The Few-Shot Bot: Prompt-Based Learning for Dialogue Systems

Related tags

Deep LearningFSB
Overview

Few-Shot Bot: Prompt-Based Learning for Dialogue Systems

This repository includes the dataset, experiments results, and code for the paper:

Few-Shot Bot: Prompt-Based Learning for Dialogue Systems PDF.

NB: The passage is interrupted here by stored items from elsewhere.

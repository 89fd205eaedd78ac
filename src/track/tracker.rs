use crate::track::spline::TrackSpline;
use glam::Vec3;
use log::{debug, trace};

/// Steps the incremental search is allowed to take before giving up and
/// doing a full scan. Normal driving never crosses more than one segment
/// per frame; anything beyond a couple of steps means the car teleported.
const MAX_INCREMENTAL_STEPS: usize = 8;

/// A car farther than this from the segment chord did not get there by
/// driving; resets and teleports re-seed the tracker with a full scan.
const MAX_LATERAL_DISTANCE_SQUARED: f32 = 25.0 * 25.0;

/// Incremental car-to-track localization.
///
/// Carries `(segment_index, percent)` from frame to frame so the per-frame
/// query is O(1): the car's projection onto the current segment chord is
/// tested against `[0, 1)` and the index only advances or retreats by
/// single segments. A position the stepping cannot resolve (reset,
/// teleport) falls back to one full [`TrackSpline::locate`] scan.
#[derive(Debug, Default, Copy, Clone)]
pub struct TrackPositionTracker {
    segment_index: usize,
    percent: f32,
}

impl TrackPositionTracker {
    pub fn new() -> Self {
        Self::default()
    }

    /// Restart tracking from a known reference, e.g. after the car has been
    /// set back onto the start position.
    pub fn reset_to(&mut self, segment_index: usize, percent: f32) {
        self.segment_index = segment_index;
        self.percent = percent.clamp(0.0, 1.0 - f32::EPSILON);
    }

    pub fn segment_index(&self) -> usize {
        self.segment_index
    }

    pub fn percent(&self) -> f32 {
        self.percent
    }

    /// Update the tracked reference for the new car position and return it.
    pub fn update(&mut self, spline: &TrackSpline, car_position: Vec3) -> (usize, f32) {
        let count = spline.segment_count();
        self.segment_index %= count;

        for _ in 0..MAX_INCREMENTAL_STEPS {
            let projection = spline.chord_projection(self.segment_index, car_position);

            if projection >= 1.0 {
                // Advanced past the current segment, wrap forward.
                self.segment_index = (self.segment_index + 1) % count;
            } else if projection < 0.0 {
                // Regressed before the current segment, wrap backward.
                self.segment_index = (self.segment_index + count - 1) % count;
            } else {
                let closest = spline
                    .evaluate(self.segment_index, projection)
                    .position;
                if closest.distance_squared(car_position) > MAX_LATERAL_DISTANCE_SQUARED {
                    // In-range projection but the car is nowhere near the
                    // segment, e.g. a sideways reset.
                    break;
                }

                self.percent = projection.min(1.0 - f32::EPSILON);
                trace!(
                    "track position: segment {} percent {:.3}",
                    self.segment_index, self.percent
                );
                return (self.segment_index, self.percent);
            }
        }

        // The car moved too far for incremental stepping (teleport/reset).
        // One full scan re-seeds the tracker, then stepping resumes.
        debug!(
            "incremental track search did not converge near segment {}, falling back to full scan",
            self.segment_index
        );
        let (segment_index, percent) = spline.locate(car_position);
        self.segment_index = segment_index;
        self.percent = percent;
        (self.segment_index, self.percent)
    }
}

#[cfg(test)]
mod tests {
    use super::TrackPositionTracker;
    use crate::track::spline::TrackSpline;
    use approx::assert_relative_eq;
    use glam::Vec3;

    fn square_track() -> TrackSpline {
        TrackSpline::from_points(
            &[
                Vec3::new(0.0, 0.0, 0.0),
                Vec3::new(10.0, 0.0, 0.0),
                Vec3::new(10.0, 10.0, 0.0),
                Vec3::new(0.0, 10.0, 0.0),
            ],
            &[8.0; 4],
        )
        .unwrap()
    }

    #[test]
    fn monotonic_forward_motion_matches_full_scan() {
        let track = square_track();
        let mut tracker = TrackPositionTracker::new();

        // Drive one and a half laps in small steps.
        for step in 0..240 {
            let distance = step as f32 * 0.25;
            let position = track.frame_at_distance(distance).position;

            let (segment, percent) = tracker.update(&track, position);
            let (scan_segment, scan_percent) = track.locate(position);

            assert_eq!(segment, scan_segment, "diverged at distance {}", distance);
            assert_relative_eq!(percent, scan_percent, epsilon = 1e-3);
        }
    }

    #[test]
    fn car_at_distance_25_reports_segment_2_percent_half() {
        let track = square_track();
        let mut tracker = TrackPositionTracker::new();

        for step in 0..=100 {
            let position = track.frame_at_distance(step as f32 * 0.25).position;
            tracker.update(&track, position);
        }

        assert_eq!(tracker.segment_index(), 2);
        assert_relative_eq!(tracker.percent(), 0.5, epsilon = 1e-3);
    }

    #[test]
    fn backwards_motion_retreats_across_segments() {
        let track = square_track();
        let mut tracker = TrackPositionTracker::new();
        tracker.reset_to(2, 0.5);

        // Slightly off the road edge, halfway along the previous segment.
        let (segment, percent) = tracker.update(&track, Vec3::new(11.0, 5.0, 0.0));

        assert_eq!(segment, 1);
        assert_relative_eq!(percent, 0.5, epsilon = 1e-3);
    }

    #[test]
    fn wraps_from_last_segment_back_to_first() {
        let track = square_track();
        let mut tracker = TrackPositionTracker::new();
        tracker.reset_to(3, 0.9);

        let (segment, _) = tracker.update(&track, Vec3::new(2.0, 0.0, 0.0));
        assert_eq!(segment, 0);
    }

    #[test]
    fn teleport_triggers_full_scan_fallback() {
        // Side length 100, so the far side is well beyond the lateral limit.
        let track = TrackSpline::from_points(
            &[
                Vec3::new(0.0, 0.0, 0.0),
                Vec3::new(100.0, 0.0, 0.0),
                Vec3::new(100.0, 100.0, 0.0),
                Vec3::new(0.0, 100.0, 0.0),
            ],
            &[8.0; 4],
        )
        .unwrap();
        let mut tracker = TrackPositionTracker::new();
        tracker.reset_to(0, 0.1);

        // Teleport to the opposite side of the loop; the projection onto the
        // current segment stays in range, only the fallback scan can resolve it.
        let (segment, percent) = tracker.update(&track, Vec3::new(50.0, 100.0, 0.0));

        assert_eq!(segment, 2);
        assert_relative_eq!(percent, 0.5, epsilon = 1e-2);
    }
}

Authors: Andrea Madotto, Zhaojiang Lin, Genta Indra Winata, Pascale Fung

Abstract

Learning to converse using only a few examples is a grand challenge in Conversational AI. The current best conversational models, which are either good chit-chatters (e.g., BlenderBot) or goal-oriented systems (e.g., MinTL), are language models (LMs) fine-tuned on large conversational datasets. Training these models is expensive, both in terms of computational resources and time, and it is hard to keep these models up to date with new conversational skills. A simple yet unexplored solution is prompt-based few-shot learning (Brown et al. 2020) which does not require gradient-based fine-tuning but instead uses a few examples in the LM context as the only source of learning. In this paper, we explore prompt-based few-shot learning in dialogue tasks. We benchmark LMs of different sizes in 9 response generation tasks, which include a variety of knowledge-grounded tasks, task-oriented generations, general open-chat, and controlled stylistic generation, and 5 conversational parsing tasks, which include dialogue state tracking, graph path generation, persona information extraction, and document retrieval. The current largest, released, LM (GPT-J-6B) achieves competitive performance to full-training state-of-the-art models by using the prompt-based few-shot learning, thus no training. Moreover, we proposed a novel perplexity-based classifier, that also does not require any fine-tuning, to select the most appropriate prompt given a dialogue history, as to create an all-in-one model with multiple dialogue skills. Finally, by combining the power of prompt-based few-shot learning and the skill selector, we create an end-to-end chatbot named the Few-Shot Bot, which automatically selects the most appropriate conversational skill, queries different KBs or the internet, and uses it to generate a human-like response, all by using only one dialogue example per skill.

Installation

In this repo, we load all the validation and test sets used in the evaluation. For running the experiments and the demo, you should install the following requirements:

pip install -r requirements.txt

Basic Running

Reproducing the results and plots

The generation folder stores the generated responses of the experiments in all datasets. To generate the tables and the plots in the paper, run

python generate_plots_tables.py

This script loads all the files and computes the mean between different runs and it generates the plots. Note that this script is very custum for each datasets, but it can serve as guide line for future extentions.

Running the experiments

There are three main files to run 1) response generation (main_response_generation.py), 2) conversational parsing (main_conversational_parsing.py), and 3) skill-selector (main_skill_selector.py). In these files, we load the necessary prompt (load_prefix) and we run the generation (generate_response) for each sample in the test set. Since each dialogue skill require a different template, as shown in the paper, we create a function that converts structured data into the correct shot prompt. An example of this function can be found in prompts/persona_chat.py, and in generic_prompts.py we store the generation functions.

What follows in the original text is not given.